The Cyruses are aware that some are critical of their wanting the option to develop their lands after their successful two-year legal lawsuit aginst Central Electric Cooperative to keep major power transmission poles from being installed through their property.
Central Electric stated that the poles were needed to provide more dependable electrical service to the growing Sisters area. The Cyrus family challenged the proposal because of the visual impact on their land.
“I told the cooperative that we had turned down an offer of $1,500 a month for a cellular tower to be placed on a ridge, so why would I want many power poles installed in the same area?” he said.
Cyrus insists he attempted to negotiate with the cooperative, but had nosuccess.

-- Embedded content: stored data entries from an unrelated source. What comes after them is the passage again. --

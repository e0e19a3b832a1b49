//! Batch mail-relay endpoint.
//!
//! Lets the group-inquiry flow fan one stay out to several hotels at once.
//! The handler only resolves recipient addresses and enqueues notices; the
//! notification worker does the sending.

use axum::{extract::State, Json};
use chrono::NaiveDate;
use serde::{Deserialize, Serialize};
use uuid::Uuid;
use validator::Validate;

use domain::services::notification::{render_group_inquiry, GroupStay};
use persistence::repositories::HotelRepository;
use shared::validation::validate_stay_dates;

use crate::app::AppState;
use crate::error::ApiError;

#[derive(Debug, Deserialize, Validate)]
#[serde(rename_all = "camelCase")]
pub struct NotifyHotelsRequest {
    #[validate(length(min = 1, message = "At least one hotel id is required"))]
    pub hotel_ids: Vec<Uuid>,

    pub check_in_date: NaiveDate,
    pub check_out_date: NaiveDate,

    #[serde(default)]
    #[validate(custom(function = "shared::validation::validate_count"))]
    pub quad_rooms: i32,

    #[serde(default)]
    #[validate(custom(function = "shared::validation::validate_count"))]
    pub triple_rooms: i32,

    #[serde(default)]
    #[validate(custom(function = "shared::validation::validate_count"))]
    pub double_rooms: i32,

    #[serde(default)]
    #[validate(custom(function = "shared::validation::validate_count"))]
    pub single_rooms: i32,

    #[serde(default = "domain::models::booking::default_adults")]
    #[validate(custom(function = "shared::validation::validate_count"))]
    pub number_of_adults: i32,

    #[serde(default)]
    #[validate(custom(function = "shared::validation::validate_count"))]
    pub number_of_children: i32,
}

#[derive(Debug, Serialize)]
#[serde(rename_all = "camelCase")]
pub struct NotifyHotelsResponse {
    /// Number of notices handed to the notification queue.
    pub queued: usize,
}

/// `POST /api/v1/notify/hotels` - queue a group inquiry for each hotel.
///
/// Unknown hotel IDs are skipped rather than failing the batch.
pub async fn notify_hotels(
    State(state): State<AppState>,
    Json(payload): Json<NotifyHotelsRequest>,
) -> Result<Json<NotifyHotelsResponse>, ApiError> {
    payload.validate()?;
    validate_stay_dates(payload.check_in_date, payload.check_out_date)
        .map_err(|e| ApiError::Validation(e.message.map(|m| m.to_string()).unwrap_or_default()))?;

    let repo = HotelRepository::new(state.pool.clone());
    let recipients = repo.emails_by_ids(&payload.hotel_ids).await?;

    let stay = GroupStay {
        check_in_date: payload.check_in_date,
        check_out_date: payload.check_out_date,
        quad_rooms: payload.quad_rooms,
        triple_rooms: payload.triple_rooms,
        double_rooms: payload.double_rooms,
        single_rooms: payload.single_rooms,
        number_of_adults: payload.number_of_adults,
        number_of_children: payload.number_of_children,
    };

    let base_url = &state.config.email.base_url;
    let mut queued = 0;
    for (_hotel_id, email) in &recipients {
        state
            .notifier
            .enqueue(render_group_inquiry(email, &stay, base_url));
        queued += 1;
    }

    tracing::info!(
        requested = payload.hotel_ids.len(),
        queued = queued,
        "Group inquiry notices queued"
    );

    Ok(Json(NotifyHotelsResponse { queued }))
}
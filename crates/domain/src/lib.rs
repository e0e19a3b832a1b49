//! Domain layer for the Booksa backend.
//!
//! This crate contains:
//! - Domain models and typed API request/response shapes
//! - Pure domain services (stats aggregation, notification rendering)

pub mod models;
pub mod services;
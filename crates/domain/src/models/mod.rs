//! Domain models.

pub mod booking;
pub mod hotel;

Both of the Cyruses see a connection between declining farm income in the United States and a greater amount of food products being imported to this country from countries with lower labor costs and little or no environmental restrictions.
The state legislature is currently reviewing the application of Measure 37 and at least one lawsuit has been filed challenging the law. The state attorney general has ruled that land-use waivers granted to landowners may not be transferred to new owners.
That opinion will be tested later this summer in a lawsuit filed by Crook County seeking to support their ordinance that such waivers do transfer.